* [Data shown]

= Beginning of Section =

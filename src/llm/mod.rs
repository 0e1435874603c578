// ── Infrastructure ───────────────────────────────────────────────────────────
pub mod http_client;
pub mod scrub;
pub mod traits;

// ── Decorator layers ────────────────────────────────────────────────────────
pub mod reliable;

// ── Provider implementations ────────────────────────────────────────────────
pub mod gemini;

// ── Infrastructure re-exports ───────────────────────────────────────────────
pub use http_client::{DEFAULT_TIMEOUT_SECS, build_http_client, build_http_client_with_timeout};
pub use scrub::{sanitize_api_error, scrub_secret_patterns};
pub use traits::{GenerationClient, GenerationResult};

// ── Provider + decorator re-exports ─────────────────────────────────────────
pub use gemini::GeminiClient;
pub use reliable::RetryingGenerationClient;
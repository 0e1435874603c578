use clap::{Parser, Subcommand};
use postwright::AuthCommands;
use std::path::PathBuf;

/// `Postwright` - persona-driven LinkedIn post drafting and publishing.
#[derive(Parser, Debug)]
#[command(name = "postwright")]
#[command(version)]
#[command(about = "Draft LinkedIn posts with Gemini and publish them on a schedule.", long_about = None)]
pub struct Cli {
    /// Config file to use instead of ~/.postwright/config.toml
    #[arg(long, global = true)]
    pub config: Option<PathBuf>,

    /// Log at DEBUG level
    #[arg(short, long, global = true)]
    pub verbose: bool,

    #[command(subcommand)]
    pub command: Option<Commands>,
}

#[derive(Subcommand, Debug)]
pub enum Commands {
    /// Enter topics one at a time and review each draft (default)
    Interactive,

    /// Generate one post now and publish it
    Once {
        /// Topic to write about (a random configured topic when omitted)
        #[arg(short, long)]
        topic: Option<String>,

        /// Print the draft without publishing it
        #[arg(long)]
        no_publish: bool,
    },

    /// Post at the configured times of day until interrupted
    Schedule,

    /// Print the rendered prompt for a topic without calling any service
    Prompt {
        #[arg(short, long)]
        topic: String,
    },

    /// Verify the LinkedIn token, person id and posting permission
    Check,

    /// LinkedIn authorization helpers
    Auth {
        #[command(subcommand)]
        auth_command: AuthCommands,
    },
}
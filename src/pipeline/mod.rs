//! One end-to-end posting run: topic → prompt → draft → optional publish.

pub mod approval;
pub mod report;

pub use approval::{AutoApprove, ConfirmApproval, NeverPublish, PublishApproval};
pub use report::{ErrorKind, PipelineError, PipelineReport, PipelineStage};

use crate::error::{CredentialsError, PromptError};
use crate::llm::GenerationClient;
use crate::persona::PersonaProfile;
use crate::prompt::PromptBuilder;
use crate::publish::{PublishClient, PublishCredentials};
use crate::topic::TopicSource;
use std::sync::Arc;

/// A publishing backend together with the credentials it posts with.
///
/// Credentials are kept as resolved (possibly failed) so a run can report
/// `MissingCredentials` instead of the process refusing to start.
pub struct Publisher {
    client: Arc<dyn PublishClient>,
    credentials: Result<PublishCredentials, CredentialsError>,
}

impl Publisher {
    pub fn new(
        client: Arc<dyn PublishClient>,
        credentials: Result<PublishCredentials, CredentialsError>,
    ) -> Self {
        Self {
            client,
            credentials,
        }
    }
}

pub struct PostingPipeline {
    persona: Arc<PersonaProfile>,
    prompts: PromptBuilder,
    generator: Arc<dyn GenerationClient>,
    publisher: Option<Publisher>,
}

impl PostingPipeline {
    pub fn new(
        persona: Arc<PersonaProfile>,
        generator: Arc<dyn GenerationClient>,
    ) -> Result<Self, PromptError> {
        Ok(Self {
            persona,
            prompts: PromptBuilder::new()?,
            generator,
            publisher: None,
        })
    }

    #[must_use]
    pub fn with_publisher(mut self, publisher: Publisher) -> Self {
        self.publisher = Some(publisher);
        self
    }

    /// Execute one run. Never fails: every failure ends up in the report.
    pub async fn run(
        &self,
        topics: &mut dyn TopicSource,
        approval: &mut dyn PublishApproval,
    ) -> PipelineReport {
        let mut report = PipelineReport::started();

        let topic = match topics.next_topic() {
            Ok(topic) => topic,
            Err(e) => return report.fail(e),
        };
        report.topic = Some(topic.clone());
        report.enter(PipelineStage::TopicAcquired);

        let prompt = match self.prompts.build(&self.persona, &topic) {
            Ok(prompt) => prompt,
            Err(e) => {
                tracing::warn!(topic = topic.as_str(), "prompt not built: {e}");
                return report.fail(e);
            }
        };
        report.enter(PipelineStage::PromptBuilt);

        // A run that cannot publish must not reach generation.
        let credentials = match self.publisher.as_ref().map(|p| &p.credentials) {
            Some(Err(e)) => {
                tracing::warn!(topic = topic.as_str(), "publish credentials missing: {e}");
                return report.fail(e.clone());
            }
            Some(Ok(credentials)) => Some(credentials),
            None => None,
        };

        tracing::info!(
            topic = topic.as_str(),
            provider = self.generator.name(),
            "generating post"
        );
        let text = match self.generator.generate(&prompt).await {
            Ok(text) => text,
            Err(e) => {
                tracing::warn!(
                    topic = topic.as_str(),
                    kind = e.kind.as_str(),
                    "generation failed: {e}"
                );
                return report.fail(e);
            }
        };
        report.generated_text = Some(text.clone());
        report.enter(PipelineStage::Generated);

        let target = self
            .publisher
            .as_ref()
            .zip(credentials)
            .filter(|_| approval.approve(&text));
        match target {
            Some((publisher, credentials)) => {
                report.enter(PipelineStage::PublishAttempted);
                let outcome = publisher.client.publish(&text, credentials).await;
                if outcome.is_success() {
                    tracing::info!(topic = topic.as_str(), "run published: {outcome}");
                } else {
                    tracing::warn!(
                        topic = topic.as_str(),
                        network = publisher.client.name(),
                        "publish attempt failed"
                    );
                }
                report.publish_outcome = Some(outcome);
            }
            None => {
                tracing::info!(topic = topic.as_str(), "publish skipped");
                report.enter(PipelineStage::Skipped);
            }
        }

        report.finish()
    }
}
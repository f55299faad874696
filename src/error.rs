/// Errors produced while reading or parsing source units.
#[derive(Debug, thiserror::Error)]
pub enum ExportsError {
    #[error("{path}: {source}")]
    Io {
        path: String,
        source: std::io::Error,
    },

    #[error("unsupported extension: .{0}")]
    UnsupportedExtension(String),

    #[error("parse failed: {0}")]
    ParseFailed(String),
}
//! `esm-exports` — list the export surface of TypeScript/JavaScript files.
//!
//! Shows every name a module exposes to importers without executing it:
//! standard export syntax, ambient `declare module` blocks, and legacy
//! `module.exports` assignments.

use std::path::Path;

use esm_exports::{ExportReport, ExportsError, ExtractOptions};

struct CliArgs {
    module: Option<String>,
    json: bool,
    files: Vec<String>,
}

fn parse_args(args: &[String]) -> Result<CliArgs, String> {
    let mut module = None;
    let mut json = false;
    let mut files = Vec::new();
    let mut i = 0;

    while i < args.len() {
        match args[i].as_str() {
            "--json" => json = true,
            "--module" | "-m" => {
                i += 1;
                if i >= args.len() {
                    return Err("--module requires a name argument".to_string());
                }
                module = Some(args[i].clone());
            }
            arg if arg.starts_with('-') => {
                return Err(format!("unknown option: {arg}"));
            }
            _ => files.push(args[i].clone()),
        }
        i += 1;
    }

    Ok(CliArgs {
        module,
        json,
        files,
    })
}

fn main() {
    let raw: Vec<String> = std::env::args().skip(1).collect();

    if raw.is_empty() || raw[0] == "-h" || raw[0] == "--help" {
        print_help();
        std::process::exit(0);
    }

    let args = match parse_args(&raw) {
        Ok(a) => a,
        Err(msg) => {
            eprintln!("esm-exports: {msg}");
            std::process::exit(1);
        }
    };

    if args.files.is_empty() {
        eprintln!("esm-exports: no files specified");
        std::process::exit(1);
    }

    let options = ExtractOptions {
        module: args.module,
        ..ExtractOptions::default()
    };

    let multi = args.files.len() > 1;
    for (i, path_str) in args.files.iter().enumerate() {
        if i > 0 && multi {
            println!("\n---\n");
        }
        if let Err(e) = process_file(path_str, &options, args.json) {
            eprintln!("esm-exports: {e}");
        }
    }
}

fn process_file(path_str: &str, options: &ExtractOptions, json: bool) -> Result<(), ExportsError> {
    let report = ExportReport::from_path(Path::new(path_str), options)?;
    if json {
        println!("{}", report.to_json());
    } else {
        print!("{report}");
    }
    Ok(())
}

fn print_help() {
    eprintln!("esm-exports — list the export surface of TypeScript/JavaScript files");
    eprintln!("Usage: esm-exports [options] <file> [file2 ...]");
    eprintln!();
    eprintln!("Options:");
    eprintln!("  --module NAME, -m NAME   Default module attribution for entries");
    eprintln!("  --json                   Emit entries as a JSON array");
    eprintln!("  -h, --help               Show help");
    eprintln!();
    eprintln!("Covers standard exports, ambient `declare module` blocks, and");
    eprintln!("legacy `module.exports` assignments.");
}
use tree_sitter::Node;

use crate::entry::Entry;
use crate::util::txt;

/// Attribution context for entries produced by the declaration extractor.
#[derive(Clone, Copy)]
pub(crate) struct Attribution<'a> {
    pub module: Option<&'a str>,
    pub filepath: Option<&'a str>,
}

impl Attribution<'_> {
    fn entry(&self, name: &str) -> Entry {
        Entry {
            name: Some(name.to_string()),
            module: self.module.map(str::to_string),
            filepath: self.filepath.map(str::to_string),
            ..Entry::default()
        }
    }
}

/// Collect the entries declared by a declaration-bearing node.
///
/// Binding lists (`const a = 1, b = 2`) contribute one entry per declared
/// identifier, with destructuring patterns flattened to their bound local
/// names. Named declarations (functions, classes, interfaces, type aliases,
/// enums, namespaces) contribute one entry carrying the `default` modifier
/// of the surrounding export statement, if any. Pure function of its inputs.
pub(crate) fn declaration_entries(node: Node, src: &[u8], attr: Attribution) -> Vec<Entry> {
    let mut result = Vec::new();

    let mut cursor = node.walk();
    for declarator in node.children(&mut cursor) {
        if declarator.kind() != "variable_declarator" {
            continue;
        }
        let Some(name) = declarator.child_by_field_name("name") else {
            continue;
        };
        match name.kind() {
            "identifier" => result.push(attr.entry(txt(name, src))),
            "object_pattern" | "array_pattern" => pattern_names(name, src, attr, &mut result),
            _ => {}
        }
    }

    if let Some(name) = node.child_by_field_name("name") {
        let mut entry = attr.entry(txt(name, src));
        entry.is_default = has_default_keyword(node.parent());
        result.push(entry);
    }

    result
}

/// Flatten a destructuring pattern to its bound local names.
///
/// Only the bound side of a rename counts; default values and the source
/// side of `{ src: local }` pairs are ignored.
fn pattern_names(pattern: Node, src: &[u8], attr: Attribution, out: &mut Vec<Entry>) {
    let mut cursor = pattern.walk();
    for element in pattern.children(&mut cursor) {
        match element.kind() {
            // `{ p }` and array elements
            "shorthand_property_identifier_pattern" | "identifier" => {
                out.push(attr.entry(txt(element, src)));
            }
            // `{ src: local }`
            "pair_pattern" => {
                if let Some(value) = element.child_by_field_name("value") {
                    if value.kind() == "identifier" {
                        out.push(attr.entry(txt(value, src)));
                    }
                }
            }
            // `{ p = 1 }` / `[p = 1]`
            "object_assignment_pattern" | "assignment_pattern" => {
                if let Some(left) = element.child_by_field_name("left") {
                    if matches!(
                        left.kind(),
                        "identifier" | "shorthand_property_identifier_pattern"
                    ) {
                        out.push(attr.entry(txt(left, src)));
                    }
                }
            }
            // `{ ...rest }` / `[...rest]`
            "rest_pattern" => {
                let mut inner = element.walk();
                for child in element.named_children(&mut inner) {
                    if child.kind() == "identifier" {
                        out.push(attr.entry(txt(child, src)));
                    }
                }
            }
            _ => {}
        }
    }
}

/// Whether the node's surrounding export statement carries `default`.
fn has_default_keyword(parent: Option<Node>) -> bool {
    let Some(parent) = parent else {
        return false;
    };
    if parent.kind() != "export_statement" {
        return false;
    }
    let mut cursor = parent.walk();
    let has_default = parent.children(&mut cursor).any(|c| c.kind() == "default");
    has_default
}

#[cfg(test)]
mod tests {
    use super::*;

    fn parse_ts(src: &str) -> tree_sitter::Tree {
        let mut parser = tree_sitter::Parser::new();
        parser
            .set_language(&tree_sitter_typescript::LANGUAGE_TYPESCRIPT.into())
            .unwrap();
        parser.parse(src, None).unwrap()
    }

    const NO_ATTR: Attribution<'static> = Attribution {
        module: None,
        filepath: None,
    };

    fn names(entries: &[Entry]) -> Vec<&str> {
        entries.iter().filter_map(|e| e.name.as_deref()).collect()
    }

    #[test]
    fn binding_list_yields_each_declarator() {
        let src = "const a = 1, b = 2;";
        let tree = parse_ts(src);
        let list = tree.root_node().child(0).unwrap();
        assert_eq!(list.kind(), "lexical_declaration");

        let entries = declaration_entries(list, src.as_bytes(), NO_ATTR);
        assert_eq!(names(&entries), vec!["a", "b"]);
    }

    #[test]
    fn object_pattern_yields_bound_names() {
        let src = "const { p, q } = obj;";
        let tree = parse_ts(src);
        let list = tree.root_node().child(0).unwrap();

        let entries = declaration_entries(list, src.as_bytes(), NO_ATTR);
        assert_eq!(names(&entries), vec!["p", "q"]);
    }

    #[test]
    fn renamed_pattern_uses_local_side() {
        let src = "const { source: local } = obj;";
        let tree = parse_ts(src);
        let list = tree.root_node().child(0).unwrap();

        let entries = declaration_entries(list, src.as_bytes(), NO_ATTR);
        assert_eq!(names(&entries), vec!["local"]);
    }

    #[test]
    fn array_pattern_with_default_and_rest() {
        let src = "const [first = 1, ...rest] = items;";
        let tree = parse_ts(src);
        let list = tree.root_node().child(0).unwrap();

        let entries = declaration_entries(list, src.as_bytes(), NO_ATTR);
        assert_eq!(names(&entries), vec!["first", "rest"]);
    }

    #[test]
    fn named_function_carries_parent_default() {
        let src = "export default function foo() {}";
        let tree = parse_ts(src);
        let export = tree.root_node().child(0).unwrap();
        let declaration = export.child_by_field_name("declaration").unwrap();

        let entries = declaration_entries(declaration, src.as_bytes(), NO_ATTR);
        assert_eq!(entries.len(), 1);
        assert_eq!(entries[0].name.as_deref(), Some("foo"));
        assert!(entries[0].is_default);
    }

    #[test]
    fn plain_function_is_not_default() {
        let src = "function foo() {}";
        let tree = parse_ts(src);
        let func = tree.root_node().child(0).unwrap();

        let entries = declaration_entries(func, src.as_bytes(), NO_ATTR);
        assert_eq!(entries.len(), 1);
        assert!(!entries[0].is_default);
    }

    #[test]
    fn attribution_is_copied_onto_entries() {
        let src = "const a = 1;";
        let tree = parse_ts(src);
        let list = tree.root_node().child(0).unwrap();

        let attr = Attribution {
            module: Some("m"),
            filepath: Some("lib.d.ts"),
        };
        let entries = declaration_entries(list, src.as_bytes(), attr);
        assert_eq!(entries[0].module.as_deref(), Some("m"));
        assert_eq!(entries[0].filepath.as_deref(), Some("lib.d.ts"));
    }
}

= End of Section =

* [Instructions for the task] Check every line above for the string "surface" and copy those that have it.

* [Answer box]
//! `esm-exports` — list the export surface of TypeScript/JavaScript files.
    eprintln!("esm-exports — list the export surface of TypeScript/JavaScript files");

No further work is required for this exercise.